17 August 2017

Insurance: Xu v. IAG

Speculators buying Christchurch earthquake-damaged properties on an “as is where is” basis have struck a snag with a High Court test case deciding they cannot claim on the vendor’s replacement insurance when the vendor never intended to repair.
Pricing for an “as is where is” purchase is affected by insurance considerations.  Being able to recover on the vendor’s insurance policy for pre-existing damage adds more to the pot for the purchaser.  Faced with a series of Christchurch earthquake claims where a house purchaser has taken over the vendor’s insurance rights led to a test case on insurers liability to pay out.  For the purposes of the test case specific facts were agreed: the vendor had no intention to repair the property when selling and assigning to the purchaser the right to claim on the vendor’s insurance policy.

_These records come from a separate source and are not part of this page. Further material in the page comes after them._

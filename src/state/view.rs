//! Filtered, searched and sorted projection of the body rows.
//!
//! Recomputed from the model on every call; stored row order is never touched.

use std::cmp::Ordering;
use std::collections::BTreeSet;

use crate::state::cell_content::CellValue;
use crate::state::coerce::is_filterable;
use crate::state::data_model::{
    is_checked, BodyCell, BodyRow, CellType, Column, FilterRule, FilterType, SortDir, TableModel,
};

#[derive(Clone, Debug, Default, PartialEq, Eq)]
pub struct ViewOptions {
    /// Case-insensitive substring matched against visible columns.
    pub search: String,
}

impl ViewOptions {
    pub fn with_search(search: impl Into<String>) -> Self {
        Self {
            search: search.into(),
        }
    }
}

/// Row ids to display, in display order.
pub fn derive_view(model: &TableModel, options: &ViewOptions) -> Vec<String> {
    let mut rows: Vec<&BodyRow> = model
        .body_rows
        .iter()
        .filter(|row| row_matches_rules(model, row))
        .filter(|row| row_matches_search(model, row, &options.search))
        .collect();

    match model.columns.iter().find(|c| c.sort_dir != SortDir::None) {
        Some(column) => {
            let desc = column.sort_dir == SortDir::Desc;
            rows.sort_by(|a, b| compare_rows(model, column, a, b, desc).then(a.index.cmp(&b.index)));
        }
        None => rows.sort_by_key(|row| row.index),
    }

    rows.into_iter().map(|row| row.id.clone()).collect()
}

fn cell_for<'a>(model: &'a TableModel, column_id: &str, row_id: &str) -> Option<&'a BodyCell> {
    model
        .body_cells
        .iter()
        .find(|c| c.column_id == column_id && c.row_id == row_id)
}

/// A row is visible iff it satisfies every enabled rule on a filterable column.
pub fn row_matches_rules(model: &TableModel, row: &BodyRow) -> bool {
    model
        .filter_rules
        .iter()
        .filter(|rule| rule.is_enabled)
        .all(|rule| {
            let Ok(column) = model.column(&rule.column_id) else {
                return true;
            };
            if !is_filterable(column.cell_type) {
                return true;
            }
            match cell_for(model, &column.id, &row.id) {
                Some(cell) => rule_matches_cell(rule, column, cell),
                None => true,
            }
        })
}

/// Evaluates one rule against one cell.
pub fn rule_matches_cell(rule: &FilterRule, column: &Column, cell: &BodyCell) -> bool {
    match column.cell_type {
        CellType::Text | CellType::File => text_matches(rule, &cell.markdown),
        CellType::Tag => tag_matches(rule, &cell.tag_ids, false),
        CellType::MultiTag => tag_matches(rule, &cell.tag_ids, true),
        CellType::Checkbox => checkbox_matches(rule, &cell.markdown),
        _ => true,
    }
}

fn text_matches(rule: &FilterRule, markdown: &str) -> bool {
    let value = markdown.trim().to_lowercase();
    let needle = rule.text.trim().to_lowercase();
    // Is and IsNot compare the whole untrimmed text.
    let exact = || markdown.to_lowercase() == rule.text.to_lowercase();
    match rule.filter_type {
        FilterType::IsEmpty => value.is_empty(),
        FilterType::IsNotEmpty => !value.is_empty(),
        // An unfinished rule does not hide anything.
        _ if needle.is_empty() => true,
        FilterType::Is => exact(),
        FilterType::IsNot => !exact(),
        FilterType::Contains => value.contains(&needle),
        FilterType::DoesNotContain => !value.contains(&needle),
        FilterType::StartsWith => value.starts_with(&needle),
        FilterType::EndsWith => value.ends_with(&needle),
    }
}

fn tag_matches(rule: &FilterRule, tag_ids: &[String], is_multi_tag: bool) -> bool {
    let cell: BTreeSet<&str> = tag_ids.iter().map(String::as_str).collect();
    let wanted: BTreeSet<&str> = rule.tag_ids.iter().map(String::as_str).collect();
    let intersects = !cell.is_disjoint(&wanted);
    // A single-tag cell "is" any of the selected tags.
    let is = if is_multi_tag { cell == wanted } else { intersects };

    match rule.filter_type {
        FilterType::IsEmpty => cell.is_empty(),
        FilterType::IsNotEmpty => !cell.is_empty(),
        _ if wanted.is_empty() => true,
        FilterType::Is => is,
        FilterType::IsNot => !is,
        FilterType::Contains => intersects,
        FilterType::DoesNotContain => !intersects,
        FilterType::StartsWith | FilterType::EndsWith => true,
    }
}

fn checkbox_matches(rule: &FilterRule, markdown: &str) -> bool {
    if rule.text.trim().is_empty() {
        return true;
    }
    let wanted = is_checked(&rule.text);
    match rule.filter_type {
        FilterType::Is => is_checked(markdown) == wanted,
        FilterType::IsNot => is_checked(markdown) != wanted,
        _ => true,
    }
}

fn row_matches_search(model: &TableModel, row: &BodyRow, search: &str) -> bool {
    let needle = search.trim().to_lowercase();
    if needle.is_empty() {
        return true;
    }
    model.columns.iter().filter(|c| c.is_visible).any(|column| {
        cell_for(model, &column.id, &row.id)
            .map(|cell| {
                CellValue::from_cell(column, row, cell)
                    .display_content()
                    .to_lowercase()
                    .contains(&needle)
            })
            .unwrap_or(false)
    })
}

/// Compares two rows on `column`. Filled values are ordered by `desc`;
/// empty values always sort after filled ones.
fn compare_rows(model: &TableModel, column: &Column, a: &BodyRow, b: &BodyRow, desc: bool) -> Ordering {
    let value = |row: &BodyRow| {
        cell_for(model, &column.id, &row.id).map(|cell| CellValue::from_cell(column, row, cell))
    };
    match (value(a), value(b)) {
        (Some(left), Some(right)) => compare_values(&left, &right, desc),
        (Some(_), None) => Ordering::Less,
        (None, Some(_)) => Ordering::Greater,
        (None, None) => Ordering::Equal,
    }
}

fn compare_options<T>(left: Option<T>, right: Option<T>, desc: bool, cmp: impl Fn(T, T) -> Ordering) -> Ordering {
    match (left, right) {
        (Some(a), Some(b)) if desc => cmp(a, b).reverse(),
        (Some(a), Some(b)) => cmp(a, b),
        (Some(_), None) => Ordering::Less,
        (None, Some(_)) => Ordering::Greater,
        (None, None) => Ordering::Equal,
    }
}

fn non_empty(text: &str) -> Option<String> {
    let trimmed = text.trim();
    (!trimmed.is_empty()).then(|| trimmed.to_lowercase())
}

fn compare_values(left: &CellValue, right: &CellValue, desc: bool) -> Ordering {
    match (left, right) {
        (CellValue::Text(a), CellValue::Text(b)) | (CellValue::File(a), CellValue::File(b)) => {
            compare_options(non_empty(a), non_empty(b), desc, |a, b| a.cmp(&b))
        }
        (CellValue::Date { time: a, .. }, CellValue::Date { time: b, .. }) => {
            compare_options(*a, *b, desc, |a, b| a.cmp(&b))
        }
        (CellValue::Time { time: a, .. }, CellValue::Time { time: b, .. }) => {
            compare_options(Some(a), Some(b), desc, |a, b| a.cmp(b))
        }
        (CellValue::Checkbox(a), CellValue::Checkbox(b)) => {
            compare_options(Some(a), Some(b), desc, |a, b| a.cmp(b))
        }
        (CellValue::Tags(_), CellValue::Tags(_)) => compare_options(
            non_empty(&left.display_content()),
            non_empty(&right.display_content()),
            desc,
            |a, b| a.cmp(&b),
        ),
        _ => compare_options(left.as_number(), right.as_number(), desc, |a, b| {
            a.partial_cmp(&b).unwrap_or(Ordering::Equal)
        }),
    }
}
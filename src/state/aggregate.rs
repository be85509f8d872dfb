use std::collections::BTreeSet;

use crate::error::TableError;
use crate::state::cell_content::{format_currency, CellValue};
use crate::state::cell_input::format_number;
use crate::state::data_model::{CellType, FunctionType, TableModel};

/// Footer value for `column_id` over `rows` (normally the derived view).
/// `None` when the column has no footer function or nothing to aggregate.
pub fn footer_value(model: &TableModel, column_id: &str, rows: &[String]) -> Result<Option<String>, TableError> {
    let column = model.column(column_id)?;
    if column.function_type == FunctionType::None {
        return Ok(None);
    }

    let mut values = Vec::with_capacity(rows.len());
    for row_id in rows {
        let row = model.body_row(row_id)?;
        let cell = model.body_cell_at(column_id, row_id)?;
        values.push(CellValue::from_cell(column, row, cell));
    }

    let total = values.len();
    let empty = values.iter().filter(|v| v.is_empty()).count();
    let percent = |count: usize| {
        if total == 0 {
            "0%".to_string()
        } else {
            format!("{}%", format_number(count as f64 / total as f64 * 100.0))
        }
    };

    let display = match column.function_type {
        FunctionType::None => return Ok(None),
        FunctionType::CountAll => total.to_string(),
        FunctionType::CountValues => values
            .iter()
            .map(|v| match v {
                CellValue::Tags(tags) => tags.len(),
                other => usize::from(!other.is_empty()),
            })
            .sum::<usize>()
            .to_string(),
        FunctionType::CountUnique => values
            .iter()
            .filter(|v| !v.is_empty())
            .map(CellValue::display_content)
            .collect::<BTreeSet<_>>()
            .len()
            .to_string(),
        FunctionType::CountEmpty => empty.to_string(),
        FunctionType::CountNotEmpty => (total - empty).to_string(),
        FunctionType::PercentEmpty => percent(empty),
        FunctionType::PercentNotEmpty => percent(total - empty),
        numeric => {
            let mut nums: Vec<f64> = values.iter().filter_map(CellValue::as_number).collect();
            if nums.is_empty() {
                return Ok(None);
            }
            nums.sort_by(f64::total_cmp);
            let result = summarize_numbers(numeric, &nums);
            if column.cell_type == CellType::Currency {
                format_currency(result, column.currency_type)
            } else {
                format_number(result)
            }
        }
    };
    Ok(Some(display))
}

/// `nums` must be sorted ascending and non-empty.
fn summarize_numbers(function: FunctionType, nums: &[f64]) -> f64 {
    let sum: f64 = nums.iter().sum();
    let min = nums[0];
    let max = nums[nums.len() - 1];
    match function {
        FunctionType::Sum => sum,
        FunctionType::Avg => sum / nums.len() as f64,
        FunctionType::Min => min,
        FunctionType::Max => max,
        FunctionType::Range => max - min,
        FunctionType::Median => {
            let mid = nums.len() / 2;
            if nums.len() % 2 == 0 {
                (nums[mid - 1] + nums[mid]) / 2.0
            } else {
                nums[mid]
            }
        }
        _ => f64::NAN,
    }
}
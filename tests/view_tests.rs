use pretty_assertions::assert_eq;

use nltable::state::aggregate::footer_value;
use nltable::state::command::{ColumnChange, Command, ExecContext, FilterRuleChange};
use nltable::state::data_model::{
    CellType, Color, CurrencyType, FilterType, FunctionType, SortDir, TableDocument,
};
use nltable::state::factory::create_table_state;
use nltable::state::view::{derive_view, ViewOptions};

const CTX: ExecContext = ExecContext { now: 2_000 };

fn run(doc: TableDocument, command: Command) -> TableDocument {
    command.execute(&doc, &CTX).unwrap().0
}

/// One column of `cell_type` with one row per value, in order.
fn table_with(cell_type: CellType, values: &[&str]) -> (TableDocument, String, Vec<String>) {
    let mut doc = create_table_state(1, values.len(), cell_type, 1_000);
    let column = doc.model.columns[0].id.clone();
    let rows = doc.model.row_ids_by_index();
    for (row, value) in rows.iter().zip(values) {
        let cell = doc.model.body_cell_at(&column, row).unwrap().id.clone();
        doc = run(doc, Command::set_body_markdown(&cell, row, value));
    }
    (doc, column, rows)
}

fn with_rule(doc: TableDocument, column: &str, filter_type: FilterType, text: &str) -> TableDocument {
    run(doc, Command::add_filter_rule(column, Some(filter_type), text))
}

fn sorted(doc: TableDocument, column: &str, sort_dir: SortDir) -> TableDocument {
    run(
        doc,
        Command::SortUpdate {
            column_id: column.to_string(),
            sort_dir,
        },
    )
}

fn view(doc: &TableDocument) -> Vec<String> {
    derive_view(&doc.model, &ViewOptions::default())
}

fn pick(rows: &[String], positions: &[usize]) -> Vec<String> {
    positions.iter().map(|&i| rows[i].clone()).collect()
}

#[test]
fn test_no_rules_shows_all_rows_in_index_order() {
    let (doc, _, rows) = table_with(CellType::Text, &["b", "a", "c"]);
    assert_eq!(view(&doc), rows);
}

#[test]
fn test_text_filter_types() {
    let (doc, col, rows) = table_with(CellType::Text, &["Apple", "banana", "", "pineapple"]);
    let cases = [
        (FilterType::Is, "apple", vec![0]),
        (FilterType::IsNot, "apple", vec![1, 2, 3]),
        (FilterType::Contains, "APP", vec![0, 3]),
        (FilterType::DoesNotContain, "app", vec![1, 2]),
        (FilterType::StartsWith, "ban", vec![1]),
        (FilterType::EndsWith, "apple", vec![0, 3]),
        (FilterType::IsEmpty, "", vec![2]),
        (FilterType::IsNotEmpty, "", vec![0, 1, 3]),
    ];
    for (filter_type, text, expected) in cases {
        let filtered = with_rule(doc.clone(), &col, filter_type, text);
        assert_eq!(view(&filtered), pick(&rows, &expected), "{filter_type:?} {text:?}");
    }
}

#[test]
fn test_empty_criterion_hides_nothing() {
    let (doc, col, rows) = table_with(CellType::Text, &["x", "y"]);
    let doc = with_rule(doc, &col, FilterType::Is, "");
    assert_eq!(view(&doc), rows);
}

#[test]
fn test_rules_combine_with_and() {
    let (doc, col, rows) = table_with(CellType::Text, &["alpha", "alpine", "beta"]);
    let doc = with_rule(doc, &col, FilterType::StartsWith, "al");
    assert_eq!(view(&doc), pick(&rows, &[0, 1]));
    let doc = with_rule(doc, &col, FilterType::EndsWith, "ne");
    assert_eq!(view(&doc), pick(&rows, &[1]));
}

#[test]
fn test_disabled_rule_is_ignored() {
    let (doc, col, rows) = table_with(CellType::Text, &["a", "b"]);
    let command = Command::add_filter_rule(&col, Some(FilterType::Is), "a");
    let Command::FilterRuleAdd { rule_id, .. } = &command else {
        unreachable!()
    };
    let rule_id = rule_id.clone();
    let doc = run(doc, command);
    assert_eq!(view(&doc), pick(&rows, &[0]));

    let doc = run(doc, Command::update_filter_rule(&rule_id, FilterRuleChange::Toggle));
    assert_eq!(view(&doc), rows);
}

#[test]
fn test_checkbox_filter() {
    let (doc, col, rows) = table_with(CellType::Checkbox, &["[x]", "[ ]", "[x]"]);
    let checked = with_rule(doc.clone(), &col, FilterType::Is, "[x]");
    assert_eq!(view(&checked), pick(&rows, &[0, 2]));
    let unchecked = with_rule(doc, &col, FilterType::IsNot, "[x]");
    assert_eq!(view(&unchecked), pick(&rows, &[1]));
}

#[test]
fn test_tag_filters() {
    let mut doc = create_table_state(1, 3, CellType::MultiTag, 1_000);
    let col = doc.model.columns[0].id.clone();
    let rows = doc.model.row_ids_by_index();
    let cell = |doc: &TableDocument, row: &str| doc.model.body_cell_at(&col, row).unwrap().id.clone();

    let red = Command::add_tag(&cell(&doc, &rows[0]), &col, &rows[0], "red", Color::Red);
    let Command::TagAdd { tag_id: red_id, .. } = &red else {
        unreachable!()
    };
    let red_id = red_id.clone();
    doc = run(doc, red);
    let blue = Command::add_tag(&cell(&doc, &rows[1]), &col, &rows[1], "blue", Color::Blue);
    doc = run(doc, blue);

    let command = Command::add_filter_rule(&col, Some(FilterType::Contains), "");
    let Command::FilterRuleAdd { rule_id, .. } = &command else {
        unreachable!()
    };
    let rule_id = rule_id.clone();
    doc = run(doc, command);
    doc = run(doc, Command::update_filter_rule(&rule_id, FilterRuleChange::TagIds(vec![red_id])));
    assert_eq!(view(&doc), pick(&rows, &[0]));

    doc = run(
        doc,
        Command::update_filter_rule(&rule_id, FilterRuleChange::FilterType(FilterType::DoesNotContain)),
    );
    assert_eq!(view(&doc), pick(&rows, &[1, 2]));

    doc = run(
        doc,
        Command::update_filter_rule(&rule_id, FilterRuleChange::FilterType(FilterType::IsEmpty)),
    );
    assert_eq!(view(&doc), pick(&rows, &[2]));
}

#[test]
fn test_rule_on_number_column_is_ignored() {
    let (doc, col, rows) = table_with(CellType::Number, &["1", "2"]);
    let doc = with_rule(doc, &col, FilterType::Is, "1");
    assert_eq!(view(&doc), rows);
}

#[test]
fn test_search_matches_visible_columns_only() {
    let mut doc = create_table_state(2, 2, CellType::Text, 1_000);
    let (c0, c1) = (doc.model.columns[0].id.clone(), doc.model.columns[1].id.clone());
    let rows = doc.model.row_ids_by_index();
    let cell0 = doc.model.body_cell_at(&c0, &rows[0]).unwrap().id.clone();
    let cell1 = doc.model.body_cell_at(&c1, &rows[1]).unwrap().id.clone();
    doc = run(doc, Command::set_body_markdown(&cell0, &rows[0], "Hello World"));
    doc = run(doc, Command::set_body_markdown(&cell1, &rows[1], "hidden world"));

    let search = ViewOptions::with_search("WORLD");
    assert_eq!(derive_view(&doc.model, &search), rows);

    doc = run(doc, Command::ColumnVisibilityToggle { column_id: c1 });
    assert_eq!(derive_view(&doc.model, &search), pick(&rows, &[0]));
    assert_eq!(derive_view(&doc.model, &ViewOptions::with_search("  ")), rows);
}

#[test]
fn test_sort_text_is_stable() {
    let (doc, col, rows) = table_with(CellType::Text, &["b", "a", "b", "a"]);
    let asc = sorted(doc.clone(), &col, SortDir::Asc);
    assert_eq!(view(&asc), pick(&rows, &[1, 3, 0, 2]));
    let desc = sorted(doc, &col, SortDir::Desc);
    assert_eq!(view(&desc), pick(&rows, &[0, 2, 1, 3]));
}

#[test]
fn test_sort_numbers_numerically_with_empties_last() {
    let (doc, col, rows) = table_with(CellType::Number, &["10", "", "9", "-1"]);
    let asc = sorted(doc.clone(), &col, SortDir::Asc);
    assert_eq!(view(&asc), pick(&rows, &[3, 2, 0, 1]));
    let desc = sorted(doc, &col, SortDir::Desc);
    assert_eq!(view(&desc), pick(&rows, &[0, 2, 3, 1]));
}

#[test]
fn test_sort_does_not_touch_stored_order() {
    let (doc, col, rows) = table_with(CellType::Text, &["z", "y"]);
    let doc = sorted(doc, &col, SortDir::Asc);
    assert_eq!(view(&doc), pick(&rows, &[1, 0]));
    assert_eq!(doc.model.row_ids_by_index(), rows);
}

#[test]
fn test_text_is_compares_whole_value() {
    let (doc, col, rows) = table_with(CellType::Text, &["a", " a", "A"]);
    let is = with_rule(doc.clone(), &col, FilterType::Is, "a");
    assert_eq!(view(&is), pick(&rows, &[0, 2]));
    let is_not = with_rule(doc, &col, FilterType::IsNot, "a");
    assert_eq!(view(&is_not), pick(&rows, &[1]));
}

const DAY: i64 = 86_400_000;

#[test]
fn test_sort_dates_by_time() {
    let mut doc = create_table_state(1, 4, CellType::Date, 1_000);
    let col = doc.model.columns[0].id.clone();
    let rows = doc.model.row_ids_by_index();
    let dates = [Some(3 * DAY), None, Some(DAY), Some(3 * DAY)];
    for (row, date) in rows.iter().zip(dates) {
        let cell = doc.model.body_cell_at(&col, row).unwrap().id.clone();
        doc = run(doc, Command::set_body_date_time(&cell, row, date));
    }

    let asc = sorted(doc.clone(), &col, SortDir::Asc);
    assert_eq!(view(&asc), pick(&rows, &[2, 0, 3, 1]));
    let desc = sorted(doc, &col, SortDir::Desc);
    assert_eq!(view(&desc), pick(&rows, &[0, 3, 2, 1]));
}

#[test]
fn test_sort_last_edited_time() {
    let mut doc = create_table_state(2, 4, CellType::Text, 1_000);
    let (c0, c1) = (doc.model.columns[0].id.clone(), doc.model.columns[1].id.clone());
    let rows = doc.model.row_ids_by_index();
    for (row, now) in [(&rows[0], 5_000), (&rows[1], 3_000), (&rows[3], 5_000)] {
        let cell = doc.model.body_cell_at(&c0, row).unwrap().id.clone();
        let command = Command::set_body_markdown(&cell, row, "edited");
        doc = command.execute(&doc, &ExecContext { now }).unwrap().0;
    }
    doc = run(
        doc,
        Command::ColumnTypeUpdate {
            column_id: c1.clone(),
            cell_type: CellType::LastEditedTime,
        },
    );

    let asc = sorted(doc.clone(), &c1, SortDir::Asc);
    assert_eq!(view(&asc), pick(&rows, &[2, 1, 0, 3]));
    let desc = sorted(doc, &c1, SortDir::Desc);
    assert_eq!(view(&desc), pick(&rows, &[0, 3, 1, 2]));
}

/// A single-tag column where rows 0 and 3 share "beta", row 1 is empty and
/// row 2 holds "alpha". Returns the document, column, rows and the two tag ids.
fn tagged_table() -> (TableDocument, String, Vec<String>, String, String) {
    let mut doc = create_table_state(1, 4, CellType::Tag, 1_000);
    let col = doc.model.columns[0].id.clone();
    let rows = doc.model.row_ids_by_index();
    let cell = |doc: &TableDocument, row: &str| doc.model.body_cell_at(&col, row).unwrap().id.clone();

    let beta = Command::add_tag(&cell(&doc, &rows[0]), &col, &rows[0], "beta", Color::Blue);
    let Command::TagAdd { tag_id: beta_id, .. } = &beta else {
        unreachable!()
    };
    let beta_id = beta_id.clone();
    doc = run(doc, beta);
    let alpha = Command::add_tag(&cell(&doc, &rows[2]), &col, &rows[2], "alpha", Color::Red);
    let Command::TagAdd { tag_id: alpha_id, .. } = &alpha else {
        unreachable!()
    };
    let alpha_id = alpha_id.clone();
    doc = run(doc, alpha);
    let cell_id = cell(&doc, &rows[3]);
    doc = run(
        doc,
        Command::TagCellAdd {
            cell_id,
            row_id: rows[3].clone(),
            tag_id: beta_id.clone(),
        },
    );
    (doc, col, rows, alpha_id, beta_id)
}

#[test]
fn test_sort_tags_by_label() {
    let (doc, col, rows, _, _) = tagged_table();
    let asc = sorted(doc.clone(), &col, SortDir::Asc);
    assert_eq!(view(&asc), pick(&rows, &[2, 0, 3, 1]));
    let desc = sorted(doc, &col, SortDir::Desc);
    assert_eq!(view(&desc), pick(&rows, &[0, 3, 2, 1]));
}

#[test]
fn test_single_tag_is_and_is_not() {
    let (doc, col, rows, alpha, beta) = tagged_table();
    let command = Command::add_filter_rule(&col, Some(FilterType::Is), "");
    let Command::FilterRuleAdd { rule_id, .. } = &command else {
        unreachable!()
    };
    let rule_id = rule_id.clone();
    let doc = run(doc, command);
    let doc = run(doc, Command::update_filter_rule(&rule_id, FilterRuleChange::TagIds(vec![beta.clone()])));
    assert_eq!(view(&doc), pick(&rows, &[0, 3]));

    let doc = run(
        doc,
        Command::update_filter_rule(&rule_id, FilterRuleChange::FilterType(FilterType::IsNot)),
    );
    assert_eq!(view(&doc), pick(&rows, &[1, 2]));

    let doc = run(
        doc,
        Command::update_filter_rule(&rule_id, FilterRuleChange::FilterType(FilterType::Is)),
    );
    let doc = run(doc, Command::update_filter_rule(&rule_id, FilterRuleChange::TagIds(vec![alpha, beta])));
    assert_eq!(view(&doc), pick(&rows, &[0, 2, 3]));
}

fn with_function(doc: TableDocument, col: &str, function: FunctionType) -> TableDocument {
    run(
        doc,
        Command::ColumnUpdate {
            column_id: col.to_string(),
            change: ColumnChange::FunctionType(function),
        },
    )
}

#[test]
fn test_numeric_footer_functions() {
    let (doc, col, rows) = table_with(CellType::Number, &["4", "1", "", "7", "2"]);
    let cases = [
        (FunctionType::Sum, "14"),
        (FunctionType::Avg, "3.5"),
        (FunctionType::Min, "1"),
        (FunctionType::Max, "7"),
        (FunctionType::Median, "3"),
        (FunctionType::Range, "6"),
        (FunctionType::CountAll, "5"),
        (FunctionType::CountEmpty, "1"),
        (FunctionType::CountNotEmpty, "4"),
        (FunctionType::PercentEmpty, "20%"),
        (FunctionType::PercentNotEmpty, "80%"),
    ];
    for (function, expected) in cases {
        let doc = with_function(doc.clone(), &col, function);
        let value = footer_value(&doc.model, &col, &rows).unwrap();
        assert_eq!(value.as_deref(), Some(expected), "{function:?}");
    }
}

#[test]
fn test_footer_none_and_no_numbers() {
    let (doc, col, rows) = table_with(CellType::Number, &["", ""]);
    assert_eq!(footer_value(&doc.model, &col, &rows).unwrap(), None);
    let doc = with_function(doc, &col, FunctionType::Sum);
    assert_eq!(footer_value(&doc.model, &col, &rows).unwrap(), None);
}

#[test]
fn test_footer_count_unique_text() {
    let (doc, col, rows) = table_with(CellType::Text, &["a", "b", "a", ""]);
    let doc = with_function(doc, &col, FunctionType::CountUnique);
    assert_eq!(footer_value(&doc.model, &col, &rows).unwrap().as_deref(), Some("2"));
    let doc = with_function(doc, &col, FunctionType::CountValues);
    assert_eq!(footer_value(&doc.model, &col, &rows).unwrap().as_deref(), Some("3"));
}

#[test]
fn test_footer_currency_sum_is_formatted() {
    let (doc, col, rows) = table_with(CellType::Currency, &["1000", "234.5"]);
    let doc = run(
        doc,
        Command::ColumnUpdate {
            column_id: col.clone(),
            change: ColumnChange::CurrencyType(CurrencyType::Europe),
        },
    );
    let doc = with_function(doc, &col, FunctionType::Sum);
    assert_eq!(
        footer_value(&doc.model, &col, &rows).unwrap().as_deref(),
        Some("€1,234.50")
    );
}

#[test]
fn test_numeric_function_rejected_on_text_column() {
    let (doc, col, _) = table_with(CellType::Text, &["1"]);
    let doc = with_function(doc, &col, FunctionType::Sum);
    assert_eq!(doc.model.columns[0].function_type, FunctionType::None);
}
fn update_filter_rule(tx: &mut Tx<'_>, rule_id: &str, change: &FilterRuleChange) -> Result<(), TableError> {
    let pos = position(&tx.model().filter_rules, |r| r.id == rule_id, EntityKind::FilterRule, rule_id)?;
    let mut rule = tx.model().filter_rules[pos].clone();

    match change {
        FilterRuleChange::Column(column_id) => {
            tx.model().column(column_id)?;
            if &rule.column_id != column_id {
                rule.column_id = column_id.clone();
                rule.tag_ids.clear();
            }
        }
        FilterRuleChange::FilterType(filter_type) => rule.filter_type = *filter_type,
        FilterRuleChange::Text(text) => rule.text = text.clone(),
        FilterRuleChange::TagIds(tag_ids) => {
            let column = tx.model().column(&rule.column_id)?;
            if let Some(missing) = tag_ids.iter().find(|id| column.tag(id).is_none()) {
                return Err(TableError::not_found(EntityKind::Tag, missing));
            }
            rule.tag_ids = tag_ids.clone();
        }
        FilterRuleChange::Toggle => rule.is_enabled = !rule.is_enabled,
    }

    let cell_type = tx.model().column(&rule.column_id)?.cell_type;
    let rule = clamp_filter_rule(&rule, cell_type);
    tx.update(pos, |r: &mut FilterRule| *r = rule);
    Ok(())
}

Justice Nation said insurance law treats insurance cover as one of personal indemnity; cover is for the benefit of the named policy-holder only.  But this general rule could be varied by the specific wording of a policy.  The IAG policy before the court did provide an exception, but only for the short period between the time there is an unconditional contract for the sale of the insured property and the sale settles.  IAG’s permitted exception did not extend to circumstances where damage had arisen before the sale, Justice Nation said.
The test case before the High Court concerned a Wainoni property sold in December 2014 after the 2010-11 series of Christchurch earthquakes.  After buying for $217,000, the purchaser sued IAG for $353,800 claiming on the vendor’s replacement insurance.